Solucionado ese problema, Ed inmediatamente le resuelve también el del alojamiento. Hay una habitación disponible en el recinto, le anuncia, y si a Nick no le espanta la idea de pasarse la noche bajo tierra, se puede quedar allí sin tener que pagar nada. Haciéndole una seña para que lo siga, Ed camina inseguro por uno de los pasillos centrales, avanzando cautelosamente con sus tobillos doloridos e hinchados, hasta que llega a la pared de bloques grises del lado izquierdo de la estancia. A veces me quedo a dormir aquí, dice, mientras se mete la mano en el bolsillo para sacar las llaves. Es un cuartito muy agradable.
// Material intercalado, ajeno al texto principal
use quick_xml::events::{BytesStart, Event};
use quick_xml::Reader;
use thiserror::Error;

use super::episode::{Episode, RawItem};
use crate::util::{clean_text, strip_query};

/// Errors that make a feed document unusable as a whole.
#[derive(Debug, Error)]
pub enum ParseError {
    /// The body is not well-formed XML.
    #[error("XML error: {0}")]
    Xml(String),
    /// Well-formed or not, no RSS/Atom structure could be recognized.
    #[error("Not a feed: {0}")]
    NotAFeed(String),
}

/// Channel-level metadata read from `<channel>`.
#[derive(Debug, Clone, Default, PartialEq)]
pub struct ChannelMeta {
    pub title: String,
    pub link: Option<String>,
    pub description: Option<String>,
}

/// The normalized contents of one feed document.
#[derive(Debug, Clone, PartialEq)]
pub struct ParsedFeed {
    pub channel: ChannelMeta,
    /// Episodes in feed order (newest first by convention). Always a list,
    /// even when the feed has a single `<item>`.
    pub episodes: Vec<Episode>,
    /// Cover image URL with the query string removed.
    pub cover_url: Option<String>,
    /// Number of `<item>` elements in the document.
    pub item_count: usize,
}

/// Parses a feed body into channel metadata, episodes and the cover URL.
///
/// RSS 2.0 documents go through a `quick-xml` event reader that keeps every
/// simple item field. Other well-formed feeds (Atom, RSS 1.0) are normalized
/// through `feed-rs`.
///
/// # Errors
///
/// Returns [`ParseError`] if the body is neither an RSS document nor anything
/// `feed-rs` recognizes.
pub fn parse_feed(key: &str, bytes: &[u8]) -> Result<ParsedFeed, ParseError> {
    match parse_rss(bytes)? {
        Some(doc) => Ok(doc.into_parsed(key)),
        None => parse_with_feed_rs(key, bytes),
    }
}

#[derive(Debug, Default)]
struct RssDocument {
    title: Option<String>,
    link: Option<String>,
    description: Option<String>,
    itunes_image_href: Option<String>,
    itunes_image_text: Option<String>,
    image_url: Option<String>,
    items: Vec<RawItem>,
}

impl RssDocument {
    fn into_parsed(self, key: &str) -> ParsedFeed {
        let title = self.title.unwrap_or_else(|| key.to_string());
        let cover_url = [
            self.itunes_image_href,
            self.itunes_image_text,
            self.image_url,
        ]
        .into_iter()
        .flatten()
        .map(|url| strip_query(&url).to_string())
        .find(|url| !url.is_empty());

        let item_count = self.items.len();
        let episodes = self
            .items
            .into_iter()
            .map(|item| Episode::from_raw(key, &title, item))
            .collect();

        ParsedFeed {
            channel: ChannelMeta {
                title,
                link: self.link,
                description: self.description,
            },
            episodes,
            cover_url,
            item_count,
        }
    }
}

const CHANNEL: &[&str] = &["rss", "channel"];
const CHANNEL_IMAGE: &[&str] = &["rss", "channel", "image"];
const ITEM: &[&str] = &["rss", "channel", "item"];

fn at(path: &[String], expected: &[&str]) -> bool {
    path.len() == expected.len() && path.iter().zip(expected).all(|(a, b)| a == b)
}

fn set_once(slot: &mut Option<String>, value: &str) {
    if slot.is_none() && !value.is_empty() {
        *slot = Some(value.to_string());
    }
}

fn attr_value(e: &BytesStart<'_>, reader: &Reader<&[u8]>, key: &[u8]) -> Option<String> {
    let attr = e
        .attributes()
        .flatten()
        .find(|attr| attr.key.as_ref() == key)?;
    let value = attr.decode_and_unescape_value(reader.decoder()).ok()?;
    let value = value.trim();
    (!value.is_empty()).then(|| value.to_string())
}

/// Walks an RSS 2.0 document. Returns `Ok(None)` when the root element is not
/// `<rss>` or there is no `<channel>`, so the caller can try other formats.
fn parse_rss(bytes: &[u8]) -> Result<Option<RssDocument>, ParseError> {
    let mut reader = Reader::from_reader(bytes);
    reader.config_mut().trim_text(true);

    let mut doc = RssDocument::default();
    let mut saw_channel = false;
    let mut item: Option<RawItem> = None;
    let mut path: Vec<String> = Vec::new();
    let mut text = String::new();
    let mut buf = Vec::new();

    loop {
        let event = reader
            .read_event_into(&mut buf)
            .map_err(|e| ParseError::Xml(e.to_string()))?;

        match event {
            Event::Start(e) | Event::Empty(e) if path.is_empty() && e.name().as_ref() != b"rss" => {
                return Ok(None);
            }
            Event::Start(e) => {
                let name = String::from_utf8_lossy(e.name().as_ref()).into_owned();
                on_open(&mut doc, &mut item, &path, &name, &e, &reader);
                if at(&path, &["rss"]) && name == "channel" {
                    saw_channel = true;
                }
                path.push(name);
                text.clear();
            }
            Event::Empty(e) => {
                let name = String::from_utf8_lossy(e.name().as_ref()).into_owned();
                on_open(&mut doc, &mut item, &path, &name, &e, &reader);
                if at(&path, &["rss"]) && name == "channel" {
                    saw_channel = true;
                }
                // <item/> has no End event but still counts as an item
                on_close(&mut doc, &mut item, &path, &name, "");
            }
            Event::Text(t) => match t.unescape() {
                Ok(s) => text.push_str(&s),
                // Undeclared HTML entities (&nbsp;) are common in show notes
                Err(_) => text.push_str(&String::from_utf8_lossy(&t)),
            },
            Event::CData(c) => text.push_str(&String::from_utf8_lossy(&c)),
            Event::End(_) => {
                let Some(name) = path.pop() else {
                    continue;
                };
                let value = clean_text(&text).into_owned();
                text.clear();
                on_close(&mut doc, &mut item, &path, &name, &value);
            }
            Event::Eof => break,
            _ => {}
        }
        buf.clear();
    }

    Ok(saw_channel.then_some(doc))
}

fn on_open(
    doc: &mut RssDocument,
    item: &mut Option<RawItem>,
    path: &[String],
    name: &str,
    e: &BytesStart<'_>,
    reader: &Reader<&[u8]>,
) {
    if at(path, CHANNEL) {
        match name {
            "item" => *item = Some(RawItem::default()),
            "itunes:image" => {
                if doc.itunes_image_href.is_none() {
                    doc.itunes_image_href = attr_value(e, reader, b"href");
                }
            }
            _ => {}
        }
    } else if at(path, ITEM) {
        let Some(item) = item.as_mut() else {
            return;
        };
        match name {
            "enclosure" => item.enclosure_url = attr_value(e, reader, b"url"),
            "media:content" if item.enclosure_url.is_none() => {
                item.enclosure_url = attr_value(e, reader, b"url");
            }
            _ => {}
        }
    }
}

fn on_close(
    doc: &mut RssDocument,
    item: &mut Option<RawItem>,
    path: &[String],
    name: &str,
    value: &str,
) {
    if at(path, CHANNEL) {
        match name {
            "item" => {
                if let Some(done) = item.take() {
                    doc.items.push(done);
                }
            }
            "title" => set_once(&mut doc.title, value),
            "link" => set_once(&mut doc.link, value),
            "description" => set_once(&mut doc.description, value),
            "itunes:image" => set_once(&mut doc.itunes_image_text, value),
            _ => {}
        }
    } else if at(path, CHANNEL_IMAGE) && name == "url" {
        set_once(&mut doc.image_url, value);
    } else if at(path, ITEM) && !value.is_empty() {
        if let Some(item) = item.as_mut() {
            item.fields
                .entry(name.to_string())
                .or_insert_with(|| value.to_string());
        }
    }
}

fn parse_with_feed_rs(key: &str, bytes: &[u8]) -> Result<ParsedFeed, ParseError> {
    let feed =
        feed_rs::parser::parse(bytes).map_err(|e| ParseError::NotAFeed(e.to_string()))?;

    let title = feed
        .title
        .map(|t| clean_text(&t.content).into_owned())
        .filter(|t| !t.is_empty())
        .unwrap_or_else(|| key.to_string());
    let link = feed.links.first().map(|l| l.href.clone());
    let description = feed
        .description
        .map(|d| clean_text(&d.content).into_owned())
        .filter(|d| !d.is_empty());
    let cover_url = feed
        .logo
        .or(feed.icon)
        .map(|image| strip_query(&image.uri).to_string())
        .filter(|url| !url.is_empty());

    let episodes: Vec<Episode> = feed
        .entries
        .into_iter()
        .map(|entry| {
            let published = entry.published.or(entry.updated);
            let duration = entry
                .media
                .iter()
                .find_map(|m| m.duration)
                .map(|d| d.as_secs().to_string());
            let enclosure = entry
                .media
                .iter()
                .flat_map(|m| m.content.iter())
                .find_map(|c| c.url.as_ref().map(|u| u.to_string()));

            let mut raw = RawItem {
                enclosure_url: enclosure,
                ..RawItem::default()
            };
            if let Some(t) = entry.title {
                raw.fields
                    .insert("title".into(), clean_text(&t.content).into_owned());
            }
            if let Some(l) = entry.links.first() {
                raw.fields.insert("link".into(), l.href.clone());
            }
            if let Some(p) = published {
                raw.fields.insert("pubDate".into(), p.to_rfc2822());
            }
            if let Some(d) = duration {
                raw.fields.insert("duration".into(), d);
            }
            if !entry.id.is_empty() {
                raw.fields.insert("guid".into(), entry.id);
            }
            Episode::from_raw(key, &title, raw)
        })
        .collect();

    Ok(ParsedFeed {
        item_count: episodes.len(),
        channel: ChannelMeta {
            title,
            link,
            description,
        },
        episodes,
        cover_url,
    })
}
Hay una puerta metálica empotrada en la pared, y como no sobresale y es del mismo tono gris del muro, Nick no ha reparado en ella cuando ha pasado por allí unos minutos antes. Al igual que la puerta de madera de entrada situada al otro extremo de la estancia, ésta no tiene pomo ni picaporte, y Ed la abre hacia dentro con un suave empujón de la mano. Sí, dice cortésmente Nick al entrar, es una habitación cómoda, aunque la encuentra más bien deprimente, sin adornos y con tan pocos muebles como el cuarto de la pensión de Ed. Pero dispone de todo lo necesario; salvo de ventana, claro está, de la posibilidad de mirar hacia fuera. Cama, mesa y silla, frigorífico, hornillo, retrete, aparador lleno de latas de conservas.
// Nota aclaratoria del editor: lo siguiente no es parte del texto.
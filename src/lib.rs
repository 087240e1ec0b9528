//! Podcast feed ingestion for a static site build.
//!
//! A run fetches every configured feed concurrently, merges the results into
//! a single `build_info.json`, and downloads channel covers one at a time.
//! See [`pipeline::run`] for the end-to-end flow.

pub mod aggregate;
pub mod artifact;
pub mod config;
pub mod cover;
pub mod feed;
pub mod pipeline;
pub mod sink;
pub mod sources;
pub mod util;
No es tan horrible, verdaderamente, y además ¿qué otra cosa puede hacer Nick sino aceptar el ofrecimiento del antiguo taxista? Ed parece encantado de que Nick esté dispuesto a quedarse allí, y cuando cierra la puerta y ambos tuercen por el pasillo para dirigirse a la escalera que volverá a llevarlos a la superficie, cuenta a Nick que empezó a construir aquella habitación hace veinte años. En el otoño del sesenta y dos, puntualiza, en plena crisis de los misiles cubanos. Pensaba que nos iban a tirar uno gordo, y decidí tener un sitio para ocultarme. Ya sabe, un refugio de ésos, como se llamen.

Un refugio antiatómico.

Eso. Así que hice un agujero en la pared y añadí esa pequeña habitación. La crisis concluyó antes de que yo hubiera acabado, pero nunca se sabe, ¿verdad? Esos locos que dirigen el mundo son capaces de cualquier cosa.
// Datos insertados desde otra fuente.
use crate::config::Config;
use crate::feed::parser::{parse_feed, ParseError, ParsedFeed};
use crate::feed::stats::{extract_stats, EpisodeStats};
use crate::sink::OutputSink;
use crate::sources::Source;
use futures::stream::{self, StreamExt};
use std::time::Duration;
use thiserror::Error;

/// Errors that can occur while downloading one feed body.
#[derive(Debug, Error)]
pub enum FetchError {
    /// Network-level error (DNS, connection, TLS, etc.)
    #[error("Request failed: {0}")]
    Network(#[from] reqwest::Error),
    /// HTTP response with non-2xx status code
    #[error("HTTP error: status {0}")]
    HttpStatus(u16),
    /// Request exceeded the configured timeout
    #[error("Request timed out")]
    Timeout,
    /// Server returned 429 Too Many Requests after max retries
    #[error("Rate limited after {0} retries")]
    RateLimited(u32),
    /// Response body exceeded the size limit
    #[error("Response too large")]
    ResponseTooLarge,
    /// Response was incomplete (received fewer bytes than Content-Length)
    #[error("Incomplete response: expected {expected} bytes, received {received}")]
    IncompleteResponse { expected: u64, received: usize },
}

/// Why a source dropped out of the build, by phase.
#[derive(Debug, Error)]
pub enum SourceError {
    #[error("{0}")]
    Fetch(#[from] FetchError),
    #[error("Failed to store raw feed: {0}")]
    Store(#[from] std::io::Error),
    #[error("{0}")]
    Parse(#[from] ParseError),
}

impl SourceError {
    pub fn phase(&self) -> &'static str {
        match self {
            SourceError::Fetch(_) => "fetch",
            SourceError::Store(_) => "store",
            SourceError::Parse(_) => "parse",
        }
    }
}

/// Knobs for a fetch run, usually derived from [`Config`].
#[derive(Debug, Clone)]
pub struct FetchPolicy {
    pub timeout: Duration,
    pub max_retries: u32,
    pub retry_base_delay: Duration,
    pub max_body_bytes: usize,
    /// 0 = one in-flight fetch per source.
    pub max_concurrent: usize,
}

impl Default for FetchPolicy {
    fn default() -> Self {
        Self::from_config(&Config::default())
    }
}

impl FetchPolicy {
    pub fn from_config(config: &Config) -> Self {
        Self {
            timeout: config.fetch_timeout(),
            max_retries: config.max_retries,
            retry_base_delay: config.retry_base_delay(),
            max_body_bytes: config.max_feed_bytes,
            max_concurrent: config.max_concurrent_fetches,
        }
    }

    fn backoff(&self, retry: u32) -> Duration {
        self.retry_base_delay
            .saturating_mul(1u32.checked_shl(retry).unwrap_or(u32::MAX))
    }
}

/// A source that was fetched and parsed.
#[derive(Debug, Clone)]
pub struct FetchedSource {
    pub source: Source,
    pub feed: ParsedFeed,
    pub stats: EpisodeStats,
}

/// A source that dropped out, with the error that caused it.
#[derive(Debug)]
pub struct SourceFailure {
    pub key: String,
    pub error: SourceError,
}

/// Exactly one of these is produced per configured source.
#[derive(Debug)]
pub enum SourceOutcome {
    Fetched(Box<FetchedSource>),
    Failed(SourceFailure),
}

impl SourceOutcome {
    pub fn key(&self) -> &str {
        match self {
            SourceOutcome::Fetched(f) => &f.source.key,
            SourceOutcome::Failed(f) => &f.key,
        }
    }

    /// Raw `<item>` count, or 0 if the source never got as far as parsing.
    pub fn item_count(&self) -> usize {
        match self {
            SourceOutcome::Fetched(f) => f.feed.item_count,
            SourceOutcome::Failed(_) => 0,
        }
    }
}

/// Fetches, stores, parses and summarizes every source concurrently.
///
/// Each source runs as its own future; a failure in one never affects the
/// others. The returned future completes only once every source has produced
/// its outcome, which makes it the barrier the merge step waits on.
///
/// # Returns
///
/// One [`SourceOutcome`] per source, sorted by key. Completion order is not
/// observable by callers.
pub async fn fetch_all(
    client: &reqwest::Client,
    sources: &[Source],
    policy: &FetchPolicy,
    sink: &OutputSink,
) -> Vec<SourceOutcome> {
    if sources.is_empty() {
        return Vec::new();
    }

    let limit = match policy.max_concurrent {
        0 => sources.len(),
        n => n,
    };
    let total = sources.len();

    let mut outcomes: Vec<SourceOutcome> = stream::iter(sources)
        .map(|source| fetch_source(client, source, policy, sink))
        .buffer_unordered(limit)
        .collect()
        .await;

    outcomes.sort_by(|a, b| a.key().cmp(b.key()));

    let failed = outcomes
        .iter()
        .filter(|o| matches!(o, SourceOutcome::Failed(_)))
        .count();
    tracing::info!(total, failed, "All feeds processed");

    outcomes
}

/// Runs fetch, store, parse and stat extraction for a single source.
pub async fn fetch_source(
    client: &reqwest::Client,
    source: &Source,
    policy: &FetchPolicy,
    sink: &OutputSink,
) -> SourceOutcome {
    match process(client, source, policy, sink).await {
        Ok(fetched) => {
            tracing::info!(
                key = %source.key,
                items = fetched.feed.item_count,
                "Feed OK"
            );
            SourceOutcome::Fetched(Box::new(fetched))
        }
        Err(error) => {
            tracing::warn!(
                key = %source.key,
                feed = %source.feed,
                phase = error.phase(),
                error = %error,
                "Feed failed, excluding from build"
            );
            SourceOutcome::Failed(SourceFailure {
                key: source.key.clone(),
                error,
            })
        }
    }
}

async fn process(
    client: &reqwest::Client,
    source: &Source,
    policy: &FetchPolicy,
    sink: &OutputSink,
) -> Result<FetchedSource, SourceError> {
    let bytes = fetch_bytes(client, &source.feed, policy).await?;
    sink.write_feed(&source.key, &bytes).await?;

    let feed = parse_feed(&source.key, &bytes)?;
    let stats = extract_stats(&source.key, &feed.episodes);

    Ok(FetchedSource {
        source: source.clone(),
        feed,
        stats,
    })
}

async fn fetch_bytes(
    client: &reqwest::Client,
    url: &str,
    policy: &FetchPolicy,
) -> Result<Vec<u8>, FetchError> {
    let mut retry_count = 0;

    loop {
        let response = tokio::time::timeout(policy.timeout, client.get(url).send())
            .await
            .map_err(|_| FetchError::Timeout)?
            .map_err(FetchError::Network)?;

        let status = response.status();
        let retryable = status == reqwest::StatusCode::TOO_MANY_REQUESTS || status.is_server_error();

        if retryable {
            if retry_count >= policy.max_retries {
                return Err(if status == reqwest::StatusCode::TOO_MANY_REQUESTS {
                    FetchError::RateLimited(policy.max_retries)
                } else {
                    FetchError::HttpStatus(status.as_u16())
                });
            }

            let delay = policy.backoff(retry_count);
            tracing::warn!(
                feed = %url,
                status = %status,
                retry = retry_count,
                delay_ms = delay.as_millis() as u64,
                "Retryable response, backing off"
            );
            tokio::time::sleep(delay).await;
            retry_count += 1;
            continue;
        }

        // 4xx errors fail immediately
        if !status.is_success() {
            return Err(FetchError::HttpStatus(status.as_u16()));
        }

        match read_limited_bytes(response, policy.max_body_bytes).await {
            Ok(bytes) => return Ok(bytes),
            Err(FetchError::IncompleteResponse { expected, received })
                if retry_count < policy.max_retries =>
            {
                let delay = policy.backoff(retry_count);
                tracing::debug!(
                    feed = %url,
                    expected,
                    received,
                    attempt = retry_count + 1,
                    delay_ms = delay.as_millis() as u64,
                    "Retrying incomplete download"
                );
                tokio::time::sleep(delay).await;
                retry_count += 1;
            }
            Err(e) => return Err(e),
        }
    }
}

pub(crate) async fn read_limited_bytes(
    response: reqwest::Response,
    limit: usize,
) -> Result<Vec<u8>, FetchError> {
    let expected_length = response.content_length();

    // Fast path: check Content-Length header
    if let Some(len) = expected_length {
        if len > limit as u64 {
            return Err(FetchError::ResponseTooLarge);
        }
    }

    let mut bytes = Vec::new();
    let mut stream = response.bytes_stream();

    while let Some(chunk) = stream.next().await {
        let chunk = chunk.map_err(FetchError::Network)?;
        if bytes.len().saturating_add(chunk.len()) > limit {
            return Err(FetchError::ResponseTooLarge);
        }
        bytes.extend_from_slice(&chunk);
    }

    if let Some(expected) = expected_length {
        if (bytes.len() as u64) < expected {
            return Err(FetchError::IncompleteResponse {
                expected,
                received: bytes.len(),
            });
        }
    }

    Ok(bytes)
}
Nick siente una leve punzada de alarma cuando oye a Ed hablar así. No es que no comparta su opinión sobre los dirigentes mundiales, sino que se pregunta si no ha hecho causa común con algún maniático, con una persona desquiciada o completamente enloquecida. Es muy posible, dice para sus adentros, pero Ed Victory es la persona que le ha deparado el destino, y si piensa atenerse a los principios del desprendimiento de la gárgola, debe seguir adelante y mantener el rumbo que ha tomado; para bien o para mal. De otro modo, su marcha de Nueva York se convertirá en un gesto vacío, infantil. Si no es capaz de aceptar lo que está pasando, de aceptarlo y asumirlo activamente, debería reconocer la derrota y llamar a su mujer para anunciarle que vuelve a casa.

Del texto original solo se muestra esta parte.